I wish I had a photographic memory, but unfortunately there’s no way I can remember all the information and instructions I’ve read over the years dealing with self-reliance topics.
That’s why it’s so important to actually practice some of your skills in real life whenever you have the opportunity. That camping trip down at the beach, or in a state forest, can give you the opportunity to practice fire-making skills, cooking over a campfire or even how to gather and treat water for safe drinking.
But there are myriad topics that aren’t practical for me to read and try to memorize. That’s why I love having my reference books, like the Dare to Prepare book that I talked about in Building Your Resource Library. This book contains (among tons of other info) pages of charts telling you what the real expiration date is for all kinds of foods and medicines (hint: it’s not the one stamped on the product). I certainly don’t need to memorize that type of information – yet it’s handy to have it in my library.
Or perhaps I need to jog my memory on the specifics of performing a function I did long ago, but have forgotten the details. One read through of the instructions and I will clearly remember.
Reference books, like When all Hell Breaks Loose are great to have on hand in an urban disaster emergency. Not only do you have step-by-step instructions for how to handle a situation you may not familiar with, but it helps calms your racing mind to have something in your hands giving you a clear indication of what to do next. Staying level-headed and not going into panic mode is the first step to survival in an emergency situation.

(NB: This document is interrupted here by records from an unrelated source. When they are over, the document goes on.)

//! PostgreSQL adapter for StudentRepository
//!
//! Entitlements live in `student_modules` / `student_courses` keyed by
//! (student, item), so grants are set unions via `ON CONFLICT DO NOTHING`.

use async_trait::async_trait;
use chrono::Utc;
use sea_orm::sea_query::OnConflict;
use sea_orm::{
    ColumnTrait, DatabaseConnection, EntityTrait, QueryFilter, Set, TransactionTrait,
};

use crate::domain::entities::{CourseId, Entitlement, ModuleId, SchoolId, Student, StudentId};
use crate::domain::ports::StudentRepository;
use crate::entity::{student_courses, student_modules, students};
use crate::error::DomainError;

/// PostgreSQL implementation of StudentRepository
pub struct PostgresStudentRepository {
    db: DatabaseConnection,
}

impl PostgresStudentRepository {
    pub fn new(db: DatabaseConnection) -> Self {
        Self { db }
    }

    async fn ensure_exists(&self, id: &StudentId) -> Result<(), DomainError> {
        let found = students::Entity::find_by_id(id.0)
            .one(&self.db)
            .await
            .map_err(|e| DomainError::Database(e.to_string()))?;

        match found {
            Some(_) => Ok(()),
            None => Err(DomainError::NotFound(format!("Student {} not found", id))),
        }
    }
}

#[async_trait]
impl StudentRepository for PostgresStudentRepository {
    async fn find_by_id(&self, id: &StudentId) -> Result<Option<Student>, DomainError> {
        let Some(model) = students::Entity::find_by_id(id.0)
            .one(&self.db)
            .await
            .map_err(|e| DomainError::Database(e.to_string()))?
        else {
            return Ok(None);
        };

        let modules = student_modules::Entity::find()
            .filter(student_modules::Column::StudentId.eq(id.0))
            .all(&self.db)
            .await
            .map_err(|e| DomainError::Database(e.to_string()))?;

        let courses = student_courses::Entity::find()
            .filter(student_courses::Column::StudentId.eq(id.0))
            .all(&self.db)
            .await
            .map_err(|e| DomainError::Database(e.to_string()))?;

        Ok(Some(Student {
            id: StudentId(model.id),
            school_id: SchoolId(model.school_id),
            name: model.name,
            email: model.email,
            available_modules: modules.into_iter().map(|m| ModuleId(m.module_id)).collect(),
            available_courses: courses.into_iter().map(|c| CourseId(c.course_id)).collect(),
        }))
    }

    async fn grant_access(
        &self,
        id: &StudentId,
        entitlement: &Entitlement,
    ) -> Result<(), DomainError> {
        self.ensure_exists(id).await?;
        if entitlement.is_empty() {
            return Ok(());
        }

        let now = Utc::now().fixed_offset();
        let txn = self
            .db
            .begin()
            .await
            .map_err(|e| DomainError::Database(e.to_string()))?;

        if !entitlement.modules.is_empty() {
            let rows = entitlement
                .modules
                .iter()
                .map(|m| student_modules::ActiveModel {
                    student_id: Set(id.0),
                    module_id: Set(m.0),
                    granted_at: Set(now),
                });
            student_modules::Entity::insert_many(rows)
                .on_conflict(
                    OnConflict::columns([
                        student_modules::Column::StudentId,
                        student_modules::Column::ModuleId,
                    ])
                    .do_nothing()
                    .to_owned(),
                )
                .exec_without_returning(&txn)
                .await
                .map_err(|e| DomainError::Database(e.to_string()))?;
        }

        if !entitlement.courses.is_empty() {
            let rows = entitlement
                .courses
                .iter()
                .map(|c| student_courses::ActiveModel {
                    student_id: Set(id.0),
                    course_id: Set(c.0),
                    granted_at: Set(now),
                });
            student_courses::Entity::insert_many(rows)
                .on_conflict(
                    OnConflict::columns([
                        student_courses::Column::StudentId,
                        student_courses::Column::CourseId,
                    ])
                    .do_nothing()
                    .to_owned(),
                )
                .exec_without_returning(&txn)
                .await
                .map_err(|e| DomainError::Database(e.to_string()))?;
        }

        txn.commit()
            .await
            .map_err(|e| DomainError::Database(e.to_string()))?;

        Ok(())
    }

    async fn revoke_access(
        &self,
        id: &StudentId,
        entitlement: &Entitlement,
    ) -> Result<(), DomainError> {
        self.ensure_exists(id).await?;

        let txn = self
            .db
            .begin()
            .await
            .map_err(|e| DomainError::Database(e.to_string()))?;

        if !entitlement.modules.is_empty() {
            student_modules::Entity::delete_many()
                .filter(student_modules::Column::StudentId.eq(id.0))
                .filter(
                    student_modules::Column::ModuleId
                        .is_in(entitlement.modules.iter().map(|m| m.0)),
                )
                .exec(&txn)
                .await
                .map_err(|e| DomainError::Database(e.to_string()))?;
        }

        if !entitlement.courses.is_empty() {
            student_courses::Entity::delete_many()
                .filter(student_courses::Column::StudentId.eq(id.0))
                .filter(
                    student_courses::Column::CourseId
                        .is_in(entitlement.courses.iter().map(|c| c.0)),
                )
                .exec(&txn)
                .await
                .map_err(|e| DomainError::Database(e.to_string()))?;
        }

        txn.commit()
            .await
            .map_err(|e| DomainError::Database(e.to_string()))?;

        Ok(())
    }
}
use sea_orm::entity::prelude::*;

#[derive(Clone, Debug, PartialEq, DeriveEntityModel)]
#[sea_orm(table_name = "promocodes")]
pub struct Model {
    #[sea_orm(primary_key, auto_increment = false)]
    pub id: Uuid,
    pub school_id: Uuid,
    #[sea_orm(column_type = "Text")]
    pub code: String,
    pub discount: i16,
    pub expires_at: DateTimeWithTimeZone,
    /// JSON array of offer ids
    #[sea_orm(column_type = "JsonBinary")]
    pub offer_ids: Json,
}

#[derive(Copy, Clone, Debug, EnumIter, DeriveRelation)]
pub enum Relation {}

impl ActiveModelBehavior for ActiveModel {}
use sea_orm::entity::prelude::*;

#[derive(Clone, Debug, PartialEq, DeriveEntityModel, Eq)]
#[sea_orm(table_name = "orders")]
pub struct Model {
    #[sea_orm(primary_key, auto_increment = false)]
    pub id: Uuid,
    pub school_id: Uuid,
    pub student_id: Uuid,
    #[sea_orm(column_type = "Text")]
    pub student_name: String,
    #[sea_orm(column_type = "Text")]
    pub student_email: String,
    pub offer_id: Uuid,
    #[sea_orm(column_type = "Text")]
    pub offer_name: String,
    pub promocode_id: Option<Uuid>,
    #[sea_orm(column_type = "Text", nullable)]
    pub promocode_code: Option<String>,
    pub amount: i64,
    #[sea_orm(column_type = "Text")]
    pub currency: String,
    #[sea_orm(column_type = "Text")]
    pub status: String,
    pub created_at: DateTimeWithTimeZone,
    pub confirmation_sent_at: Option<DateTimeWithTimeZone>,
}

#[derive(Copy, Clone, Debug, EnumIter, DeriveRelation)]
pub enum Relation {
    #[sea_orm(has_many = "super::order_transactions::Entity")]
    OrderTransactions,
}

impl Related<super::order_transactions::Entity> for Entity {
    fn to() -> RelationDef {
        Relation::OrderTransactions.def()
    }
}

impl ActiveModelBehavior for ActiveModel {}
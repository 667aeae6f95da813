use sea_orm::entity::prelude::*;

#[derive(Clone, Debug, PartialEq, DeriveEntityModel, Eq)]
#[sea_orm(table_name = "order_transactions")]
pub struct Model {
    #[sea_orm(primary_key, auto_increment = false)]
    pub id: Uuid,
    pub order_id: Uuid,
    #[sea_orm(column_type = "Text")]
    pub status: String,
    #[sea_orm(column_type = "Text")]
    pub raw_payload: String,
    pub created_at: DateTimeWithTimeZone,
    pub seq: i64,
}

#[derive(Copy, Clone, Debug, EnumIter, DeriveRelation)]
pub enum Relation {
    #[sea_orm(
        belongs_to = "super::orders::Entity",
        from = "Column::OrderId",
        to = "super::orders::Column::Id",
        on_update = "NoAction",
        on_delete = "Cascade"
    )]
    Orders,
}

impl Related<super::orders::Entity> for Entity {
    fn to() -> RelationDef {
        Relation::Orders.def()
    }
}

impl ActiveModelBehavior for ActiveModel {}
//! Pricing evaluator
//!
//! Pure computation of an order amount from an offer price and an optional
//! promocode. Amounts are minor currency units; division truncates.

use chrono::{DateTime, Utc};

use crate::domain::entities::Promocode;
use crate::error::DomainError;

/// Apply a percentage discount: `floor(price * (100 - discount) / 100)`.
///
/// Discounts above 100 are treated as 100.
pub fn apply_discount(price: u64, discount: u8) -> u64 {
    let keep = 100 - u128::from(discount.min(100));
    // u128 keeps `price * keep` from overflowing for any u64 price
    (u128::from(price) * keep / 100) as u64
}

/// Final amount for an order.
///
/// Without a promocode the price is returned unchanged. An expired promocode
/// fails with `PromocodeExpired` before any computation.
pub fn evaluate_price(
    price: u64,
    promocode: Option<&Promocode>,
    now: DateTime<Utc>,
) -> Result<u64, DomainError> {
    let Some(promo) = promocode else {
        return Ok(price);
    };

    if !promo.is_valid_at(now) {
        return Err(DomainError::PromocodeExpired(promo.code.clone()));
    }

    Ok(apply_discount(price, promo.discount))
}
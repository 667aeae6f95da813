//! SeaORM entities
//!
//! Table models for the schema in `migrations/001_init.sql`.

pub mod modules;
pub mod offers;
pub mod order_transactions;
pub mod orders;
pub mod promocodes;
pub mod student_courses;
pub mod student_modules;
pub mod students;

I’ve done a lot of research for my novels and as I’ve discussed before, Tom Brown’s Field Guide: Wilderness Survival is still a favorite book for me. But another one that I’ve found to be great is the SAS Survival Handbook: for any climate in any situation – by John ‘Lofty’ Wiseman. Mr. Wiseman spent 26 years in the SAS (Special Air Service), an elite unit in the British Army. This book has about every conceivable situation you can think of for survival scenarios. There are illustrations for wild, edible plants and animals, shelters, and all types of other information. If you’re a writer, it’s a valuable resource. And who knows, maybe writing about survival will spark an interest in learning about it yourself—that’s what happened to me!
Whether you’re a writer or not, or have no interest in the topic of self-reliance, I hope you’ll still consider having a few of these books on hand in your home. You never know when they might come in handy.